Strategies for Success

Surgeons offer these tips for ensuring the best possible outcome:

• If possible, do a preop dilated exam of both eyes. “Sometimes the patient has a dense cataract, making this impossible,” Dr. Lin notes. “However, a bilateral dilated exam can identify an indolent, undetected factor such as diabetic retinopathy or an underlying uveitic process, which you obviously want to know before proceeding with the surgery.”

• Consider adding the possibility of CME to your consent. “As surgeons, we typically focus on the most consequential possible complications when getting patient consent,” notes Dr. Lin. “We may not consent for some things like inadvertent ptosis after surgery, or pseudophakic CME, because they’re usually not as visually consequential as something like endophthalmitis. However, it’s good to let the patient know that such things can occur. You can explain that there’s a possibility of CME, even if the surgery goes perfectly and everything looks great ahead of time. It’s an unpredictable potential complication.”
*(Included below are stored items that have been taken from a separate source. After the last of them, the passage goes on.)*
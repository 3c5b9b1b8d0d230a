#[cfg(feature = "serde")]
use serde::{Deserialize, Serialize};

/// Position, velocity and acceleration of an axis at one instant.
#[derive(Clone, Copy, Debug, Default, PartialEq)]
#[cfg_attr(feature = "serde", derive(Serialize, Deserialize))]
pub struct MotionState {
    pub pos: f64,
    pub vel: f64,
    pub acc: f64,
}

impl MotionState {
    pub fn new(pos: f64, vel: f64, acc: f64) -> Self {
        Self { pos, vel, acc }
    }

    pub fn at_rest(pos: f64) -> Self {
        Self::new(pos, 0.0, 0.0)
    }
}

/// A sampled trajectory point as handed to plotting or control code.
#[derive(Clone, Copy, Debug, Default, PartialEq)]
#[cfg_attr(feature = "serde", derive(Serialize, Deserialize))]
pub struct Sample {
    pub time: f64,
    pub position: f64,
    pub velocity: f64,
    pub acceleration: f64,
}

impl Sample {
    pub fn from_state(time: f64, state: MotionState) -> Self {
        Self {
            time,
            position: state.pos,
            velocity: state.vel,
            acceleration: state.acc,
        }
    }
}

/// Waypoint input record. Missing velocities are synthesized by the
/// chain; missing accelerations default to zero.
#[derive(Clone, Copy, Debug, Default, PartialEq)]
#[cfg_attr(feature = "serde", derive(Serialize, Deserialize))]
pub struct Waypoint {
    pub time: f64,
    pub position: f64,
    #[cfg_attr(feature = "serde", serde(default))]
    pub velocity: Option<f64>,
    #[cfg_attr(feature = "serde", serde(default))]
    pub acceleration: Option<f64>,
}

impl Waypoint {
    pub fn new(time: f64, position: f64) -> Self {
        Self {
            time,
            position,
            velocity: None,
            acceleration: None,
        }
    }

    pub fn with_velocity(mut self, velocity: f64) -> Self {
        self.velocity = Some(velocity);
        self
    }

    pub fn with_acceleration(mut self, acceleration: f64) -> Self {
        self.acceleration = Some(acceleration);
        self
    }

    pub fn state(&self) -> MotionState {
        MotionState::new(
            self.position,
            self.velocity.unwrap_or(0.0),
            self.acceleration.unwrap_or(0.0),
        )
    }
}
Dr. Arepalli says she believes it’s reasonable that the possibility of postop CME be included in the consent discussion. “It’s a tough call because providers have to walk a line,” she admits. “You want to give the patient all the information you can, but you don’t want to overwhelm them, and there’s no way to talk about every single possible complication. However, I think it’s very reasonable to mention this when a patient has high-risk factors.”

• Set realistic patient expectations. “If your patient has a pre-existing condition that could trigger postop CME, I think it’s appropriate to have a quick conversation to explain that they’re at higher-than-average risk of CME, and tell them why,” says Dr. Arepalli. “You can explain that if it occurs—which is possible even when the surgery goes perfectly—it could prevent them from reaching their ideal vision, and you might have to send them to a retina specialist. It’s a good way to set realistic patient expectations.”

Dr. Lin agrees. “I explain that it can continue for six months, in some cases up to a year,” she notes. “I emphasize that we’re typically able to get it under control. It’s not something anyone will have to deal with for the rest of their lives.”

“Also,” Dr. Arepalli adds, “make sure they understand that if CME occurs, it’s not your fault. Patients in the cataract surgery age range usually have friends whose cataract surgery left them with 20/20 vision on day one, so they’ll be frustrated if their postop course is longer and more complicated. You don’t want the patient to think that postop CME means you did something wrong during the surgery.”

 If you find CME, do a very thorough work-up. “I’ve seen patients present for a pseudophakic CME evaluation and it turns out to be something else,” says Dr. Arepalli. “Of course it is inflammation, but it may turn out to be associated with an underlying condition that should be treated. In one patient the problem turned out to be sarcoidosis; they needed systemic immunosuppression to quiet it down permanently. I’ve caught anterior chamber cell, vitreous cell, chorioretinal scarring and vasculitis. Those can all happen in the setting of pseudophakic CME—albeit rarely. 

“I also do very careful retinal exams,” she continues. “I’ve seen post-cataract-surgery patients who develop a retinal vein occlusion or some other sort of occlusive event that comes with fluid, and it looks like pseudophakic CME. It’s really important to rule those things out. I also look for other reasons for intraretinal and subretinal fluid. If the person has dry macular degeneration, have they converted to the wet kind? Should we get a fluorescein angiogram again and make sure there’s no choroidal neovascularization?

“The point is that it’s important to make sure that nothing else is going on in the eye,” she concludes. “If some kind of active inflammation is happening, we need to figure out why it exists. We can treat it locally, but if the patient needs systemic treatment, we should be doing that as well. So I’ve learned to be very diligent about working these patients up.”

 

Drs. Lin, Shah and Arepalli report no relevant financial ties to any product mentioned in the article.